I promised you that we would compare yesterday's "Eating Like a Bird" data with those for the fuzzy birds, i.e. the most wretched sciurus carolinensis.
I put out six ounces of black oil sunflower seed a day in the deck level platform feeder we have unofficially reserved for the tree rats. (And yes, dear readers, the tree rats are so far and for the most part respecting the truce!). We learned yesterday that this equates to three ounces of actual seed product (i.e. after we lose the inedible hulls) and approximately 1,400 individual seeds.
Our platform is occupied by the usual alpha squirrel and two inferior animals.
Assuming one share each for the beta rats and two shares for the alpha, we'd expect our alpha rat eats upwards of 700 seeds and one and a half ounces (a weight equivalent to a candy bar.).
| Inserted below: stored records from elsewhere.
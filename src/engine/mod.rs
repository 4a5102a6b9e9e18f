//! Container engine access for repocate.
//!
//! The orchestrator never talks to the engine transport directly. Everything
//! goes through the [`ContainerEngine`] trait so that the Docker-backed client
//! and in-memory fakes are interchangeable.
//!
//! # Example
//!
//! ```ignore
//! use repocate::engine::{ContainerEngine, ContainerFilter, DockerEngine};
//!
//! let engine = DockerEngine::connect()?;
//! let found = engine
//!     .list_containers(&ContainerFilter::by_name("repocate-default"))
//!     .await?;
//! ```

pub mod docker;

use std::collections::BTreeMap;
use std::path::PathBuf;
use std::pin::Pin;
use std::time::Duration;

use async_trait::async_trait;
use futures::stream::BoxStream;
use serde::{Deserialize, Serialize};
use tokio::io::AsyncWrite;

use crate::error::EngineError;

pub use docker::DockerEngine;

/// Label attached to every container created by repocate.
pub const MANAGED_LABEL: &str = "repocate.managed";

/// A host path bound into a container.
#[derive(Debug, Clone, PartialEq, Eq, Hash, Serialize, Deserialize)]
pub struct Mount {
    /// Path on the host.
    pub host_path: PathBuf,
    /// Path inside the container.
    pub container_path: String,
    /// Whether the container sees the bind read-only.
    #[serde(default)]
    pub read_only: bool,
}

impl Mount {
    pub fn new(host_path: impl Into<PathBuf>, container_path: impl Into<String>) -> Self {
        Self {
            host_path: host_path.into(),
            container_path: container_path.into(),
            read_only: false,
        }
    }

    pub fn read_only(mut self) -> Self {
        self.read_only = true;
        self
    }

    /// Renders the bind in `host:container[:ro]` form.
    pub fn bind_spec(&self) -> String {
        let mut spec = format!("{}:{}", self.host_path.display(), self.container_path);
        if self.read_only {
            spec.push_str(":ro");
        }
        spec
    }
}

/// Desired configuration for a named container.
#[derive(Debug, Clone, PartialEq, Eq, Serialize, Deserialize)]
pub struct ContainerSpec {
    /// Unique container name within the engine namespace.
    pub name: String,
    /// Image reference the container is created from.
    pub image: String,
    /// Command to run; empty means the image default.
    pub command: Vec<String>,
    /// Host bind mounts.
    pub mounts: Vec<Mount>,
    /// Environment variables in `KEY=VALUE` form.
    pub env: Vec<String>,
    /// Extra labels. The managed label is always added on create.
    pub labels: BTreeMap<String, String>,
    /// Network mode (e.g. `bridge`, `container:<name>`).
    pub network_mode: Option<String>,
    /// Working directory inside the container.
    pub working_dir: Option<String>,
    /// Allocate a TTY and keep stdin open.
    pub tty: bool,
}

impl ContainerSpec {
    /// Creates a spec with the given name and image and no command.
    pub fn new(name: impl Into<String>, image: impl Into<String>) -> Self {
        Self {
            name: name.into(),
            image: image.into(),
            command: Vec::new(),
            mounts: Vec::new(),
            env: Vec::new(),
            labels: BTreeMap::new(),
            network_mode: None,
            working_dir: None,
            tty: true,
        }
    }

    pub fn with_command<I, S>(mut self, command: I) -> Self
    where
        I: IntoIterator<Item = S>,
        S: Into<String>,
    {
        self.command = command.into_iter().map(Into::into).collect();
        self
    }

    pub fn with_mounts(mut self, mounts: Vec<Mount>) -> Self {
        self.mounts = mounts;
        self
    }

    pub fn with_mount(mut self, mount: Mount) -> Self {
        self.mounts.push(mount);
        self
    }

    pub fn with_env(mut self, key: impl AsRef<str>, value: impl AsRef<str>) -> Self {
        self.env.push(format!("{}={}", key.as_ref(), value.as_ref()));
        self
    }

    pub fn with_label(mut self, key: impl Into<String>, value: impl Into<String>) -> Self {
        self.labels.insert(key.into(), value.into());
        self
    }

    pub fn with_network_mode(mut self, mode: impl Into<String>) -> Self {
        self.network_mode = Some(mode.into());
        self
    }

    pub fn with_working_dir(mut self, dir: impl Into<String>) -> Self {
        self.working_dir = Some(dir.into());
        self
    }

    pub fn with_tty(mut self, tty: bool) -> Self {
        self.tty = tty;
        self
    }

    /// Labels as sent to the engine, including the managed marker.
    pub fn engine_labels(&self) -> BTreeMap<String, String> {
        let mut labels = self.labels.clone();
        labels.insert(MANAGED_LABEL.to_string(), "true".to_string());
        labels
    }
}

/// Lifecycle state of a named container, derived from the engine on demand.
#[derive(Debug, Clone, Copy, PartialEq, Eq, Hash, Serialize, Deserialize)]
#[serde(rename_all = "lowercase")]
pub enum ContainerState {
    Absent,
    Created,
    Running,
    Stopped,
}

impl ContainerState {
    /// Maps an engine state string (`created`, `running`, `exited`, ...).
    pub fn from_engine_state(state: &str) -> Self {
        match state.to_ascii_lowercase().as_str() {
            "created" => ContainerState::Created,
            "running" | "restarting" | "paused" => ContainerState::Running,
            _ => ContainerState::Stopped,
        }
    }

    pub fn is_running(self) -> bool {
        self == ContainerState::Running
    }
}

impl std::fmt::Display for ContainerState {
    fn fmt(&self, f: &mut std::fmt::Formatter<'_>) -> std::fmt::Result {
        let s = match self {
            ContainerState::Absent => "absent",
            ContainerState::Created => "created",
            ContainerState::Running => "running",
            ContainerState::Stopped => "stopped",
        };
        write!(f, "{s}")
    }
}

/// Live view of a container as reported by the engine.
#[derive(Debug, Clone, PartialEq, Eq, Serialize, Deserialize)]
pub struct ContainerSummary {
    pub id: String,
    /// Names as reported by the engine, possibly with a leading `/`.
    pub names: Vec<String>,
    pub image: String,
    /// Raw engine state (`running`, `exited`, ...).
    pub state: String,
    /// Human-readable status (`Up 3 minutes`).
    pub status: String,
    /// Creation time in unix seconds.
    pub created: i64,
}

impl ContainerSummary {
    /// Exact name match, ignoring the engine's leading slash.
    pub fn has_name(&self, name: &str) -> bool {
        self.names
            .iter()
            .any(|n| n.strip_prefix('/').unwrap_or(n) == name)
    }

    /// First name without the leading slash.
    pub fn display_name(&self) -> &str {
        self.names
            .first()
            .map(|n| n.strip_prefix('/').unwrap_or(n))
            .unwrap_or(self.id.as_str())
    }

    pub fn lifecycle_state(&self) -> ContainerState {
        ContainerState::from_engine_state(&self.state)
    }

    /// Paused containers count as running but cannot host a new exec
    /// session until they are unpaused.
    pub fn is_paused(&self) -> bool {
        self.state.eq_ignore_ascii_case("paused")
    }
}

/// Filter passed to [`ContainerEngine::list_containers`]. Stopped containers
/// are always included.
#[derive(Debug, Clone, Default, PartialEq, Eq)]
pub struct ContainerFilter {
    /// Exact container name.
    pub name: Option<String>,
    /// Labels in `key` or `key=value` form; all must match.
    pub labels: Vec<String>,
}

impl ContainerFilter {
    pub fn by_name(name: impl Into<String>) -> Self {
        Self {
            name: Some(name.into()),
            labels: Vec::new(),
        }
    }

    pub fn managed() -> Self {
        Self {
            name: None,
            labels: vec![format!("{MANAGED_LABEL}=true")],
        }
    }
}

/// One progress record from an image pull.
#[derive(Debug, Clone, Default, PartialEq, Eq, Serialize, Deserialize)]
pub struct PullProgress {
    pub status: String,
    pub progress: Option<String>,
    /// Layer id the record refers to, if any.
    pub layer: Option<String>,
}

/// Stream of pull progress. Dropping it aborts the pull.
pub type PullStream = BoxStream<'static, Result<PullProgress, EngineError>>;

/// A chunk of output from an exec session.
#[derive(Debug, Clone, PartialEq, Eq)]
pub enum ExecOutput {
    Stdout(Vec<u8>),
    Stderr(Vec<u8>),
}

/// Bidirectional byte stream bridged to an exec session.
pub struct ExecSession {
    /// Output from the remote process. Ends when the process exits.
    pub output: BoxStream<'static, Result<ExecOutput, EngineError>>,
    /// Writer feeding the remote process's stdin.
    pub input: Pin<Box<dyn AsyncWrite + Send>>,
}

impl std::fmt::Debug for ExecSession {
    fn fmt(&self, f: &mut std::fmt::Formatter<'_>) -> std::fmt::Result {
        f.debug_struct("ExecSession").finish_non_exhaustive()
    }
}

/// Capability interface over a local container engine.
#[async_trait]
pub trait ContainerEngine: Send + Sync {
    /// Lists containers (running or not) matching the filter.
    async fn list_containers(
        &self,
        filter: &ContainerFilter,
    ) -> Result<Vec<ContainerSummary>, EngineError>;

    /// Checks whether an image is present locally.
    async fn image_exists(&self, reference: &str) -> Result<bool, EngineError>;

    /// Starts pulling an image; progress is streamed as it arrives.
    async fn pull_image(&self, reference: &str) -> Result<PullStream, EngineError>;

    /// Creates a container and returns its id.
    async fn create_container(&self, spec: &ContainerSpec) -> Result<String, EngineError>;

    async fn start_container(&self, id: &str) -> Result<(), EngineError>;

    /// Resumes a paused container.
    async fn unpause_container(&self, id: &str) -> Result<(), EngineError>;

    /// Requests a graceful stop; the engine kills the container after `timeout`.
    async fn stop_container(&self, id: &str, timeout: Duration) -> Result<(), EngineError>;

    async fn remove_container(&self, id: &str, force: bool) -> Result<(), EngineError>;

    /// Prepares an exec session and returns its id.
    async fn exec_create(
        &self,
        id: &str,
        cmd: &[String],
        tty: bool,
    ) -> Result<String, EngineError>;

    /// Starts and attaches to a previously created exec session.
    async fn exec_attach(&self, session_id: &str) -> Result<ExecSession, EngineError>;
}

#[cfg(test)]
mod tests {
    use super::*;

    #[test]
    fn test_mount_bind_spec() {
        let rw = Mount::new("/home/dev/ws/app", "/workspace/app");
        assert_eq!(rw.bind_spec(), "/home/dev/ws/app:/workspace/app");

        let ro = Mount::new("/etc/gitconfig", "/etc/gitconfig").read_only();
        assert_eq!(ro.bind_spec(), "/etc/gitconfig:/etc/gitconfig:ro");
    }

    #[test]
    fn test_state_mapping() {
        assert_eq!(
            ContainerState::from_engine_state("created"),
            ContainerState::Created
        );
        assert_eq!(
            ContainerState::from_engine_state("running"),
            ContainerState::Running
        );
        assert_eq!(
            ContainerState::from_engine_state("paused"),
            ContainerState::Running
        );
        assert_eq!(
            ContainerState::from_engine_state("exited"),
            ContainerState::Stopped
        );
        assert_eq!(
            ContainerState::from_engine_state("dead"),
            ContainerState::Stopped
        );
    }

    #[test]
    fn test_summary_name_matching() {
        let summary = ContainerSummary {
            id: "abc123".to_string(),
            names: vec!["/repocate-default".to_string()],
            image: "dev:v1".to_string(),
            state: "running".to_string(),
            status: "Up 2 minutes".to_string(),
            created: 0,
        };

        assert!(summary.has_name("repocate-default"));
        assert!(!summary.has_name("repocate-default-2"));
        assert!(!summary.has_name("repocate"));
        assert_eq!(summary.display_name(), "repocate-default");
        assert_eq!(summary.lifecycle_state(), ContainerState::Running);
        assert!(!summary.is_paused());

        let paused = ContainerSummary {
            state: "paused".to_string(),
            ..summary
        };
        assert_eq!(paused.lifecycle_state(), ContainerState::Running);
        assert!(paused.is_paused());
    }

    #[test]
    fn test_spec_builder_adds_managed_label() {
        let spec = ContainerSpec::new("repocate-app", "dev:v1")
            .with_command(["/bin/zsh"])
            .with_env("TERM", "xterm-256color")
            .with_label("repocate.repo", "app");

        assert_eq!(spec.command, vec!["/bin/zsh".to_string()]);
        assert_eq!(spec.env, vec!["TERM=xterm-256color".to_string()]);
        assert!(spec.tty);

        let labels = spec.engine_labels();
        assert_eq!(labels.get(MANAGED_LABEL).map(String::as_str), Some("true"));
        assert_eq!(labels.get("repocate.repo").map(String::as_str), Some("app"));
        assert!(!spec.labels.contains_key(MANAGED_LABEL));
    }

    #[test]
    fn test_managed_filter() {
        let filter = ContainerFilter::managed();
        assert!(filter.name.is_none());
        assert_eq!(filter.labels, vec!["repocate.managed=true".to_string()]);
    }
}
//! Capability registry.
//!
//! This module provides:
//! - Named catalogues of plugins, image descriptors and container descriptors
//! - Typed dependency injection into plugins
//! - Plugin invocation gated on configuration

pub mod entry;

pub use entry::{ContainerDescriptor, ImageDescriptor, ItemKind, RegistryItem};

use std::collections::HashMap;
use std::sync::{Arc, PoisonError, RwLock};

use tracing::{debug, info};

use crate::error::RegistryError;
use crate::events::{EventSink, RegistryEvent};
use crate::plugins::{Dependencies, Plugin};

/// What `register` does when the name is already taken.
#[derive(Debug, Clone, Copy, Default, PartialEq, Eq)]
pub enum RegisterMode {
    /// Fail with `DuplicateName` and keep the existing item.
    #[default]
    Reject,
    /// Swap in the new item.
    Replace,
}

type Catalogue<T> = RwLock<HashMap<String, T>>;

/// In-memory registry of plugins, images and containers.
///
/// Each catalogue has its own lock. Reads run concurrently, writes are
/// exclusive, and no lock is ever held while a plugin executes.
#[derive(Default)]
pub struct CapabilityRegistry {
    plugins: Catalogue<Arc<dyn Plugin>>,
    images: Catalogue<ImageDescriptor>,
    containers: Catalogue<ContainerDescriptor>,
    events: EventSink<RegistryEvent>,
}

impl CapabilityRegistry {
    pub fn new() -> Self {
        Self::default()
    }

    pub fn with_events(mut self, events: EventSink<RegistryEvent>) -> Self {
        self.events = events;
        self
    }

    /// Adds `item` under `name` in the catalogue matching its kind.
    ///
    /// # Errors
    /// Returns `DuplicateName` if the name is taken and `mode` is `Reject`.
    /// The existing item is left untouched.
    pub fn register(
        &self,
        name: impl Into<String>,
        item: RegistryItem,
        mode: RegisterMode,
    ) -> Result<(), RegistryError> {
        let name = name.into();
        match item {
            RegistryItem::Plugin(plugin) => {
                self.insert(&self.plugins, name, plugin, ItemKind::Plugin, mode)
            }
            RegistryItem::Image(image) => {
                self.insert(&self.images, name, image, ItemKind::Image, mode)
            }
            RegistryItem::Container(container) => {
                self.insert(&self.containers, name, container, ItemKind::Container, mode)
            }
        }
    }

    /// Removes `name` from the `kind` catalogue. Returns whether anything
    /// was removed; unknown names are not an error.
    pub fn unregister(&self, kind: ItemKind, name: &str) -> bool {
        match kind {
            ItemKind::Plugin => self.remove(&self.plugins, name, kind),
            ItemKind::Image => self.remove(&self.images, name, kind),
            ItemKind::Container => self.remove(&self.containers, name, kind),
        }
    }

    pub fn get(&self, kind: ItemKind, name: &str) -> Option<RegistryItem> {
        match kind {
            ItemKind::Plugin => self.plugin(name).map(RegistryItem::Plugin),
            ItemKind::Image => self.image(name).map(RegistryItem::Image),
            ItemKind::Container => self.container(name).map(RegistryItem::Container),
        }
    }

    pub fn plugin(&self, name: &str) -> Option<Arc<dyn Plugin>> {
        read(&self.plugins).get(name).cloned()
    }

    pub fn image(&self, name: &str) -> Option<ImageDescriptor> {
        read(&self.images).get(name).cloned()
    }

    pub fn container(&self, name: &str) -> Option<ContainerDescriptor> {
        read(&self.containers).get(name).cloned()
    }

    /// Snapshot of the names in one catalogue, sorted.
    pub fn list(&self, kind: ItemKind) -> Vec<String> {
        let mut names: Vec<String> = match kind {
            ItemKind::Plugin => read(&self.plugins).keys().cloned().collect(),
            ItemKind::Image => read(&self.images).keys().cloned().collect(),
            ItemKind::Container => read(&self.containers).keys().cloned().collect(),
        };
        names.sort();
        names
    }

    /// Resolves `deps` into the configuration shape the plugin accepts and
    /// hands it to the plugin.
    ///
    /// # Errors
    /// - `NotFound` if no plugin is registered under `name`
    /// - `UnknownPluginType` if the plugin accepts no configuration
    /// - `MissingDependency` if required values are absent
    ///
    /// Injection is a catalogue write: the plugin stays registered under
    /// `name` until `configure` has returned, so a concurrent replace or
    /// unregister lands either entirely before or entirely after it.
    pub fn inject_dependencies(&self, name: &str, deps: &Dependencies) -> Result<(), RegistryError> {
        let plugins = write(&self.plugins);
        let plugin = plugins.get(name).ok_or_else(|| RegistryError::NotFound {
            kind: ItemKind::Plugin.to_string(),
            name: name.to_string(),
        })?;
        let shape = plugin
            .config_shape()
            .ok_or_else(|| RegistryError::UnknownPluginType(name.to_string()))?;

        let config = shape.resolve(name, deps)?;
        plugin.configure(config)?;

        info!(plugin = %name, %shape, "Dependencies injected");
        self.events.emit(RegistryEvent::Configured {
            name: name.to_string(),
        });
        drop(plugins);
        Ok(())
    }

    /// Runs a configured plugin.
    ///
    /// # Errors
    /// - `NotFound` if no plugin is registered under `name`
    /// - `MissingDependency` if the plugin has not been configured
    /// - the plugin's own error, unchanged
    pub async fn execute_plugin(&self, name: &str) -> Result<String, RegistryError> {
        let plugin = self.plugin(name).ok_or_else(|| RegistryError::NotFound {
            kind: ItemKind::Plugin.to_string(),
            name: name.to_string(),
        })?;

        if !plugin.is_configured() {
            let missing = plugin
                .config_shape()
                .map(|shape| shape.required_fields().iter().map(|f| f.to_string()).collect())
                .unwrap_or_default();
            return Err(RegistryError::MissingDependency {
                plugin: name.to_string(),
                missing,
            });
        }

        debug!(plugin = %name, "Executing plugin");
        Ok(plugin.execute().await?)
    }

    // Events are emitted under the catalogue's write guard, so they are
    // received in the order the writes were applied.

    fn insert<T>(
        &self,
        catalogue: &Catalogue<T>,
        name: String,
        value: T,
        kind: ItemKind,
        mode: RegisterMode,
    ) -> Result<(), RegistryError> {
        let mut entries = write(catalogue);
        if entries.contains_key(&name) && mode == RegisterMode::Reject {
            return Err(RegistryError::DuplicateName {
                kind: kind.to_string(),
                name,
            });
        }
        let replaced = entries.insert(name.clone(), value).is_some();

        info!(%kind, %name, replaced, "Registered");
        self.events.emit(RegistryEvent::Registered {
            kind,
            name,
            replaced,
        });
        Ok(())
    }

    fn remove<T>(&self, catalogue: &Catalogue<T>, name: &str, kind: ItemKind) -> bool {
        let mut entries = write(catalogue);
        if entries.remove(name).is_none() {
            debug!(%kind, %name, "Unregister of unknown name ignored");
            return false;
        }

        info!(%kind, %name, "Unregistered");
        self.events.emit(RegistryEvent::Unregistered {
            kind,
            name: name.to_string(),
        });
        true
    }
}

fn read<T>(catalogue: &Catalogue<T>) -> std::sync::RwLockReadGuard<'_, HashMap<String, T>> {
    catalogue.read().unwrap_or_else(PoisonError::into_inner)
}

fn write<T>(catalogue: &Catalogue<T>) -> std::sync::RwLockWriteGuard<'_, HashMap<String, T>> {
    catalogue.write().unwrap_or_else(PoisonError::into_inner)
}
But of course, the squirrel at ~600 grams weighs about 1% as much as I do, so that we are really talking about a whole lot more "candy bars" here from the standpoint of the tree rat---more like 50 of them!
Our lesson today: squirrels are unquestionably high performance eating machines and, if my calculations today are valid, are making quite a killing when raiding our feeders. It is admittedly sobering to do more math and learn that I need to buy 136 pounds of seed a year just to bribe squirrels, but it could be a great deal worse!

2 comments:

Denise Ryan said...

Holy smokes!! I wish I could eat 50 candy bars and not get fat. You just don't see obese squirrels. Life isn't fair. I need a candy bar.

David R. Lindquist said...

Denise!
True, we do not see fat squirrels. Perhaps the reason is because hawks and owls do? :-) Enjoy your candy bar!